**Your assignment:**
Repeat each entry verbatim.

**Input records:**
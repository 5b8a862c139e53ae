// Text extraction module
// Turns raw uploaded bytes into plain text, per file format

#[cfg(test)]
mod tests;

use std::io::{Cursor, Read};
use std::panic::{AssertUnwindSafe, catch_unwind};

use calamine::{Data, Reader, Xlsx};
use quick_xml::events::Event;
use tracing::debug;
use zip::ZipArchive;

use crate::{QaError, Result};

/// Converts the raw bytes of one document into text.
pub trait TextExtractor: Send + Sync {
    /// `extension` is the file extension with or without the leading dot.
    fn extract(&self, bytes: &[u8], extension: &str) -> Result<String>;

    fn supported_extensions(&self) -> &[&str];
}

/// Built-in extractor for PDF, DOCX, XLSX, CSV and plain text files
#[derive(Debug, Clone, Copy, Default)]
pub struct DocumentExtractor;

impl TextExtractor for DocumentExtractor {
    #[inline]
    fn extract(&self, bytes: &[u8], extension: &str) -> Result<String> {
        let extension = normalize_extension(extension);

        let text = match extension.as_str() {
            ".pdf" => extract_pdf_text(bytes)?,
            ".docx" => extract_docx_text(bytes)?,
            ".xlsx" => extract_spreadsheet_text(bytes)?,
            ".csv" => extract_csv_text(bytes)?,
            ".txt" | ".md" => extract_plain_text(bytes),
            other => {
                return Err(QaError::Extraction(format!(
                    "unsupported document format: {:?}",
                    other
                )));
            }
        };

        debug!("Extracted {} chars from {} document", text.len(), extension);
        Ok(text)
    }

    #[inline]
    fn supported_extensions(&self) -> &[&str] {
        &[".pdf", ".docx", ".xlsx", ".csv", ".txt", ".md"]
    }
}

/// Lowercase extension of `filename` including the leading dot, or an empty
/// string when there is none
#[inline]
pub fn file_extension(filename: &str) -> String {
    std::path::Path::new(filename)
        .extension()
        .and_then(|e| e.to_str())
        .map(|e| format!(".{}", e.to_ascii_lowercase()))
        .unwrap_or_default()
}

/// Lowercase `extension` and make sure it starts with a dot
#[inline]
pub fn normalize_extension(extension: &str) -> String {
    let trimmed = extension.trim().trim_start_matches('.');
    if trimmed.is_empty() {
        String::new()
    } else {
        format!(".{}", trimmed.to_ascii_lowercase())
    }
}

fn extract_pdf_text(bytes: &[u8]) -> Result<String> {
    // pdf_extract can panic on malformed input
    let result = catch_unwind(AssertUnwindSafe(|| pdf_extract::extract_text_from_mem(bytes)));

    match result {
        Ok(Ok(text)) => Ok(text),
        Ok(Err(e)) => Err(QaError::Extraction(format!("PDF extraction failed: {e}"))),
        Err(_) => Err(QaError::Extraction(
            "PDF extraction panicked (malformed PDF)".to_string(),
        )),
    }
}

fn extract_docx_text(bytes: &[u8]) -> Result<String> {
    let mut archive = ZipArchive::new(Cursor::new(bytes))
        .map_err(|e| QaError::Extraction(format!("Failed to open DOCX archive: {e}")))?;

    let xml_content = {
        let mut document_xml = archive
            .by_name("word/document.xml")
            .map_err(|e| QaError::Extraction(format!("Missing word/document.xml: {e}")))?;

        let mut content = String::new();
        document_xml
            .read_to_string(&mut content)
            .map_err(|e| QaError::Extraction(format!("Failed to read DOCX body: {e}")))?;
        content
    };

    let mut reader = quick_xml::Reader::from_str(&xml_content);
    let mut text = String::new();

    loop {
        match reader.read_event() {
            Ok(Event::Text(e)) => {
                let fragment = e
                    .unescape()
                    .map_err(|e| QaError::Extraction(format!("Invalid DOCX text: {e}")))?;
                text.push_str(&fragment);
            }
            Ok(Event::Empty(e)) => match e.name().as_ref() {
                b"w:tab" => text.push('\t'),
                b"w:br" | b"w:cr" => text.push('\n'),
                _ => {}
            },
            Ok(Event::End(e)) if e.name().as_ref() == b"w:p" => text.push('\n'),
            Ok(Event::Eof) => break,
            Err(e) => {
                return Err(QaError::Extraction(format!("Malformed DOCX XML: {e}")));
            }
            _ => {}
        }
    }

    Ok(text)
}

fn extract_spreadsheet_text(bytes: &[u8]) -> Result<String> {
    let mut workbook: Xlsx<_> = Xlsx::new(Cursor::new(bytes))
        .map_err(|e| QaError::Extraction(format!("Failed to open spreadsheet: {e}")))?;

    let mut all_text = String::new();

    for sheet_name in workbook.sheet_names() {
        let Ok(range) = workbook.worksheet_range(&sheet_name) else {
            continue;
        };

        let rows = range
            .rows()
            .map(|row| row.iter().map(cell_to_string).collect::<Vec<_>>())
            .filter(|row| row.iter().any(|cell| !cell.is_empty()))
            .collect::<Vec<_>>();

        if rows.is_empty() {
            continue;
        }

        all_text.push_str("## ");
        all_text.push_str(&sheet_name);
        all_text.push_str("\n\n");
        all_text.push_str(&markdown_table(&rows));
        all_text.push('\n');
    }

    Ok(all_text)
}

fn cell_to_string(cell: &Data) -> String {
    match cell {
        Data::Empty => String::new(),
        Data::String(s) | Data::DateTimeIso(s) | Data::DurationIso(s) => s.clone(),
        Data::Float(f) => f.to_string(),
        Data::Int(i) => i.to_string(),
        Data::Bool(b) => b.to_string(),
        Data::Error(e) => format!("#ERR:{e:?}"),
        Data::DateTime(dt) => dt.to_string(),
    }
}

fn extract_csv_text(bytes: &[u8]) -> Result<String> {
    let mut reader = csv::ReaderBuilder::new()
        .has_headers(false)
        .flexible(true)
        .from_reader(bytes);

    let mut rows = Vec::new();
    for record in reader.records() {
        let record = record.map_err(|e| QaError::Extraction(format!("Invalid CSV: {e}")))?;
        rows.push(record.iter().map(|f| f.trim().to_string()).collect::<Vec<_>>());
    }

    Ok(markdown_table(&rows))
}

fn extract_plain_text(bytes: &[u8]) -> String {
    let text = String::from_utf8_lossy(bytes);
    text.strip_prefix('\u{feff}')
        .unwrap_or(text.as_ref())
        .to_string()
}

/// Render rows as a markdown table, the first row being the header
fn markdown_table(rows: &[Vec<String>]) -> String {
    let Some(width) = rows.iter().map(Vec::len).max() else {
        return String::new();
    };
    if width == 0 {
        return String::new();
    }

    let render_row = |row: &[String]| {
        let cells = (0..width)
            .map(|i| row.get(i).map_or("", String::as_str).replace('|', "\\|"))
            .collect::<Vec<_>>();
        format!("| {} |\n", cells.join(" | "))
    };

    let mut table = render_row(&rows[0]);
    table.push('|');
    for _ in 0..width {
        table.push_str(" --- |");
    }
    table.push('\n');
    for row in &rows[1..] {
        table.push_str(&render_row(row));
    }
    table
}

**Result:**
repository 5b8a862c139e53ae
// Text extraction module
// Turns raw uploaded bytes into plain text, per file format

#[cfg(test)]
mod tests;

use std::io::{Cursor, Read};
use std::panic::{AssertUnwindSafe, catch_unwind};

use calamine::{Data, Reader, Xlsx};
use quick_xml::events::Event;
use tracing::debug;
use zip::ZipArchive;

use crate::{QaError, Result};

/// Converts the raw bytes of one document into text.
pub trait TextExtractor: Send + Sync {
    /// `extension` is the file extension with or without the leading dot.
    fn extract(&self, bytes: &[u8], extension: &str) -> Result<String>;

    fn supported_extensions(&self) -> &[&str];
}

/// Built-in extractor for PDF, DOCX, XLSX, CSV and plain text files
#[derive(Debug, Clone, Copy, Default)]
pub struct DocumentExtractor;

impl TextExtractor for DocumentExtractor {
    #[inline]
    fn extract(&self, bytes: &[u8], extension: &str) -> Result<String> {
        let extension = normalize_extension(extension);

        let text = match extension.as_str() {
            ".pdf" => extract_pdf_text(bytes)?,
            ".docx" => extract_docx_text(bytes)?,
            ".xlsx" => extract_spreadsheet_text(bytes)?,
            ".csv" => extract_csv_text(bytes)?,
            ".txt" | ".md" => extract_plain_text(bytes),
            other => {
                return Err(QaError::Extraction(format!(
                    "unsupported document format: {:?}",
                    other
                )));
            }
        };

        debug!("Extracted {} chars from {} document", text.len(), extension);
        Ok(text)
    }

    #[inline]
    fn supported_extensions(&self) -> &[&str] {
        &[".pdf", ".docx", ".xlsx", ".csv", ".txt", ".md"]
    }
}

/// Lowercase extension of `filename` including the leading dot, or an empty
/// string when there is none
#[inline]
pub fn file_extension(filename: &str) -> String {
    std::path::Path::new(filename)
        .extension()
        .and_then(|e| e.to_str())
        .map(|e| format!(".{}", e.to_ascii_lowercase()))
        .unwrap_or_default()
}

/// Lowercase `extension` and make sure it starts with a dot
#[inline]
pub fn normalize_extension(extension: &str) -> String {
    let trimmed = extension.trim().trim_start_matches('.');
    if trimmed.is_empty() {
        String::new()
    } else {
        format!(".{}", trimmed.to_ascii_lowercase())
    }
}

fn extract_pdf_text(bytes: &[u8]) -> Result<String> {
    // pdf_extract can panic on malformed input
    let result = catch_unwind(AssertUnwindSafe(|| pdf_extract::extract_text_from_mem(bytes)));

    match result {
        Ok(Ok(text)) => Ok(text),
        Ok(Err(e)) => Err(QaError::Extraction(format!("PDF extraction failed: {e}"))),
        Err(_) => Err(QaError::Extraction(
            "PDF extraction panicked (malformed PDF)".to_string(),
        )),
    }
}

fn extract_docx_text(bytes: &[u8]) -> Result<String> {
    let mut archive = ZipArchive::new(Cursor::new(bytes))
        .map_err(|e| QaError::Extraction(format!("Failed to open DOCX archive: {e}")))?;

    let xml_content = {
        let mut document_xml = archive
            .by_name("word/document.xml")
            .map_err(|e| QaError::Extraction(format!("Missing word/document.xml: {e}")))?;

        let mut content = String::new();
        document_xml
            .read_to_string(&mut content)
            .map_err(|e| QaError::Extraction(format!("Failed to read DOCX body: {e}")))?;
        content
    };

    let mut reader = quick_xml::Reader::from_str(&xml_content);
    let mut text = String::new();

    loop {
        match reader.read_event() {
            Ok(Event::Text(e)) => {
                let fragment = e
                    .unescape()
                    .map_err(|e| QaError::Extraction(format!("Invalid DOCX text: {e}")))?;
                text.push_str(&fragment);
            }
            Ok(Event::Empty(e)) => match e.name().as_ref() {
                b"w:tab" => text.push('\t'),
                b"w:br" | b"w:cr" => text.push('\n'),
                _ => {}
            },
            Ok(Event::End(e)) if e.name().as_ref() == b"w:p" => text.push('\n'),
            Ok(Event::Eof) => break,
            Err(e) => {
                return Err(QaError::Extraction(format!("Malformed DOCX XML: {e}")));
            }
            _ => {}
        }
    }

    Ok(text)
}

fn extract_spreadsheet_text(bytes: &[u8]) -> Result<String> {
    let mut workbook: Xlsx<_> = Xlsx::new(Cursor::new(bytes))
        .map_err(|e| QaError::Extraction(format!("Failed to open spreadsheet: {e}")))?;

    let mut all_text = String::new();

    for sheet_name in workbook.sheet_names() {
        let Ok(range) = workbook.worksheet_range(&sheet_name) else {
            continue;
        };

        let rows = range
            .rows()
            .map(|row| row.iter().map(cell_to_string).collect::<Vec<_>>())
            .filter(|row| row.iter().any(|cell| !cell.is_empty()))
            .collect::<Vec<_>>();

        if rows.is_empty() {
            continue;
        }

        all_text.push_str("## ");
        all_text.push_str(&sheet_name);
        all_text.push_str("\n\n");
        all_text.push_str(&markdown_table(&rows));
        all_text.push('\n');
    }

    Ok(all_text)
}

fn cell_to_string(cell: &Data) -> String {
    match cell {
        Data::Empty => String::new(),
        Data::String(s) | Data::DateTimeIso(s) | Data::DurationIso(s) => s.clone(),
        Data::Float(f) => f.to_string(),
        Data::Int(i) => i.to_string(),
        Data::Bool(b) => b.to_string(),
        Data::Error(e) => format!("#ERR:{e:?}"),
        Data::DateTime(dt) => dt.to_string(),
    }
}

fn extract_csv_text(bytes: &[u8]) -> Result<String> {
    let mut reader = csv::ReaderBuilder::new()
        .has_headers(false)
        .flexible(true)
        .from_reader(bytes);

    let mut rows = Vec::new();
    for record in reader.records() {
        let record = record.map_err(|e| QaError::Extraction(format!("Invalid CSV: {e}")))?;
        rows.push(record.iter().map(|f| f.trim().to_string()).collect::<Vec<_>>());
    }

    Ok(markdown_table(&rows))
}

fn extract_plain_text(bytes: &[u8]) -> String {
    let text = String::from_utf8_lossy(bytes);
    text.strip_prefix('\u{feff}')
        .unwrap_or(text.as_ref())
        .to_string()
}

/// Render rows as a markdown table, the first row being the header
fn markdown_table(rows: &[Vec<String>]) -> String {
    let Some(width) = rows.iter().map(Vec::len).max() else {
        return String::new();
    };
    if width == 0 {
        return String::new();
    }

    let render_row = |row: &[String]| {
        let cells = (0..width)
            .map(|i| row.get(i).map_or("", String::as_str).replace('|', "\\|"))
            .collect::<Vec<_>>();
        format!("| {} |\n", cells.join(" | "))
    };

    let mut table = render_row(&rows[0]);
    table.push('|');
    for _ in 0..width {
        table.push_str(" --- |");
    }
    table.push('\n');
    for row in &rows[1..] {
        table.push_str(&render_row(row));
    }
    table
}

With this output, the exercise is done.